▸ Data provided:
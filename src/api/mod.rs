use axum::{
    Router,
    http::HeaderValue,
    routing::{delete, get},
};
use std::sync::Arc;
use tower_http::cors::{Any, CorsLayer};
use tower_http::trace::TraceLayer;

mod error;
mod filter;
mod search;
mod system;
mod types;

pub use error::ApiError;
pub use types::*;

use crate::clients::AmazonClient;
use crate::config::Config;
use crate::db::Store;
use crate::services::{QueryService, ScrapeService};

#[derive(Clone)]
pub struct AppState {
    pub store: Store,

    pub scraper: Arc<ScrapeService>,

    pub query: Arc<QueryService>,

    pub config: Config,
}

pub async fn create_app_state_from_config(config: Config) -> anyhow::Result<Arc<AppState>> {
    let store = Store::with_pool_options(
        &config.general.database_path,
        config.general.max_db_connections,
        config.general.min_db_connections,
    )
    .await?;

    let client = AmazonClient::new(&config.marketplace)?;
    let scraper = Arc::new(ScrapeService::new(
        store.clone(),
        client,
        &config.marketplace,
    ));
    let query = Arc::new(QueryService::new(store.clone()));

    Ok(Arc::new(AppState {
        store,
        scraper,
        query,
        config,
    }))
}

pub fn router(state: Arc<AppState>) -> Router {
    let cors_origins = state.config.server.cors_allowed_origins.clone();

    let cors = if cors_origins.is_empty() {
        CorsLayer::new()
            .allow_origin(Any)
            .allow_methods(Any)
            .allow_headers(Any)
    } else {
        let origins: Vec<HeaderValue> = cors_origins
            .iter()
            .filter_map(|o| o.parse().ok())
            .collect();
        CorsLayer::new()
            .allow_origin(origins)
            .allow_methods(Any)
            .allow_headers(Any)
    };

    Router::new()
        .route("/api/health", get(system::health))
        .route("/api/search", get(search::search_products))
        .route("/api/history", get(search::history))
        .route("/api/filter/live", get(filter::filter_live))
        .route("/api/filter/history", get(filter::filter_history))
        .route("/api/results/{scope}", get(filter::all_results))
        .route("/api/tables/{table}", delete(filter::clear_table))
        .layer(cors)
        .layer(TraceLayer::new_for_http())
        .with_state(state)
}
---
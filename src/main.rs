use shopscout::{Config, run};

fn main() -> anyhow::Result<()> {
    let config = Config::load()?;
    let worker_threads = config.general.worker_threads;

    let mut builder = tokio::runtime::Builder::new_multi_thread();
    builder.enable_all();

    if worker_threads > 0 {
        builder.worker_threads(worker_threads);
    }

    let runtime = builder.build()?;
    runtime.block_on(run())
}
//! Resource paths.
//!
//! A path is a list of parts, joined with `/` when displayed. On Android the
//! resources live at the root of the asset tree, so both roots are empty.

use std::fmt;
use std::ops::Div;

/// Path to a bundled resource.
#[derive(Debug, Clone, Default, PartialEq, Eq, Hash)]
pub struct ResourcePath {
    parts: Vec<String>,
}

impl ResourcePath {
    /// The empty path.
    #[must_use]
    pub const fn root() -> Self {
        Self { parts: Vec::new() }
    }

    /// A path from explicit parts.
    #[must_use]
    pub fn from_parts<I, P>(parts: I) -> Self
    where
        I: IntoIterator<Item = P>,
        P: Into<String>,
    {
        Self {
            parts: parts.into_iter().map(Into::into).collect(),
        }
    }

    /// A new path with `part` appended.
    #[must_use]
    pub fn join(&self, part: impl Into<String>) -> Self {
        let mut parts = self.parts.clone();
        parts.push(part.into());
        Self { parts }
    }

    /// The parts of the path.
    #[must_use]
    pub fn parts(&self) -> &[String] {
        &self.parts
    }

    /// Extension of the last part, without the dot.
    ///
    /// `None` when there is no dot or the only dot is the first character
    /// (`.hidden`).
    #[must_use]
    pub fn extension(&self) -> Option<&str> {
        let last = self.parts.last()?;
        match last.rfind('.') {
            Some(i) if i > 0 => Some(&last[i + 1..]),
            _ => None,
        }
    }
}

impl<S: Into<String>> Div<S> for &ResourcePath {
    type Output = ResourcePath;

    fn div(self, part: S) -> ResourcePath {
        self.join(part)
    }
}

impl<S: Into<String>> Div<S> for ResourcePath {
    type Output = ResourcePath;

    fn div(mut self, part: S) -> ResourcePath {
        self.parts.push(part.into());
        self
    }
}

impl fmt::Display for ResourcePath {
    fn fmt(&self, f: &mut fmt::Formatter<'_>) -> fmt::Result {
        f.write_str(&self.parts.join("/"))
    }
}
...
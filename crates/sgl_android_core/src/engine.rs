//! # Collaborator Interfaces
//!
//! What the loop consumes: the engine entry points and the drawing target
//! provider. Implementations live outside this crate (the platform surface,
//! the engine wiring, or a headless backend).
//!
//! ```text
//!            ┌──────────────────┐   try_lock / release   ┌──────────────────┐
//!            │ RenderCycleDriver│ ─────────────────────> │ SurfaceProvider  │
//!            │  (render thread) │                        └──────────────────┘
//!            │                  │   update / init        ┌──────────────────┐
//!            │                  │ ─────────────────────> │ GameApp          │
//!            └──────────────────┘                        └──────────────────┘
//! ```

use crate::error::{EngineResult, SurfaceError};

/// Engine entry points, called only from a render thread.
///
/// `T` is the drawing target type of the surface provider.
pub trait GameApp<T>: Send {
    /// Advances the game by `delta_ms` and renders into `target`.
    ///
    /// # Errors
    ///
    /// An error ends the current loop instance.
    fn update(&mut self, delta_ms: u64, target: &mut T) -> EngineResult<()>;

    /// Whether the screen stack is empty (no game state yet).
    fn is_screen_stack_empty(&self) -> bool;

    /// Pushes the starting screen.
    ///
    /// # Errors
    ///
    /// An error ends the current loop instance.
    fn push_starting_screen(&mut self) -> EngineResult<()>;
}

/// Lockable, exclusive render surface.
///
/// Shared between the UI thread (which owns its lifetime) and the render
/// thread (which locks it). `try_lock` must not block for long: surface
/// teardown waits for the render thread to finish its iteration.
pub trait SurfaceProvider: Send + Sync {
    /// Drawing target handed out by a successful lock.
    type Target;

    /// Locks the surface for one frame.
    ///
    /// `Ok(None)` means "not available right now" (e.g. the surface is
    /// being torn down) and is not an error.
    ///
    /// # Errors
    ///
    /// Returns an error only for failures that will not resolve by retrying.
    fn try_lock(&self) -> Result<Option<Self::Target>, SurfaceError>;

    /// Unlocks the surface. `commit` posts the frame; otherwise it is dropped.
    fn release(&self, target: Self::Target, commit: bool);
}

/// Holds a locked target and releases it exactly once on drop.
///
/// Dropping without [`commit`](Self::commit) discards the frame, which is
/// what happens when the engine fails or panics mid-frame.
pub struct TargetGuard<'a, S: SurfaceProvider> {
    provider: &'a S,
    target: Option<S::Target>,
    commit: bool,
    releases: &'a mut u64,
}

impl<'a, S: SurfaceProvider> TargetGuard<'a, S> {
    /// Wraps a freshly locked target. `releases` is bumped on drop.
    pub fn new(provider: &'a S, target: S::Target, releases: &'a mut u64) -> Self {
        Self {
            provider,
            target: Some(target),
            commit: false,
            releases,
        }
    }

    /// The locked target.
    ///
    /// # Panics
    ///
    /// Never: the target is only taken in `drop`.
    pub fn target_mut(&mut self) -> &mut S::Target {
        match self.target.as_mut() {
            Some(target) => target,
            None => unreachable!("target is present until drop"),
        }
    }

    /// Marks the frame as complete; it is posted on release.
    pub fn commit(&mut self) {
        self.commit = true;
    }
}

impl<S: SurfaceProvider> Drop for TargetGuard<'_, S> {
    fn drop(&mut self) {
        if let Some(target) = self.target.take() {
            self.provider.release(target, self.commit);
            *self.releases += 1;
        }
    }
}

▸ Exercise description: Where the word "ResourcePath" is present in a line of the listing, copy that line.

▸ Solution for this exercise:
pub struct ResourcePath {
impl ResourcePath {
impl<S: Into<String>> Div<S> for &ResourcePath {
    type Output = ResourcePath;
    fn div(self, part: S) -> ResourcePath {
impl<S: Into<String>> Div<S> for ResourcePath {
    type Output = ResourcePath;
    fn div(mut self, part: S) -> ResourcePath {
impl fmt::Display for ResourcePath {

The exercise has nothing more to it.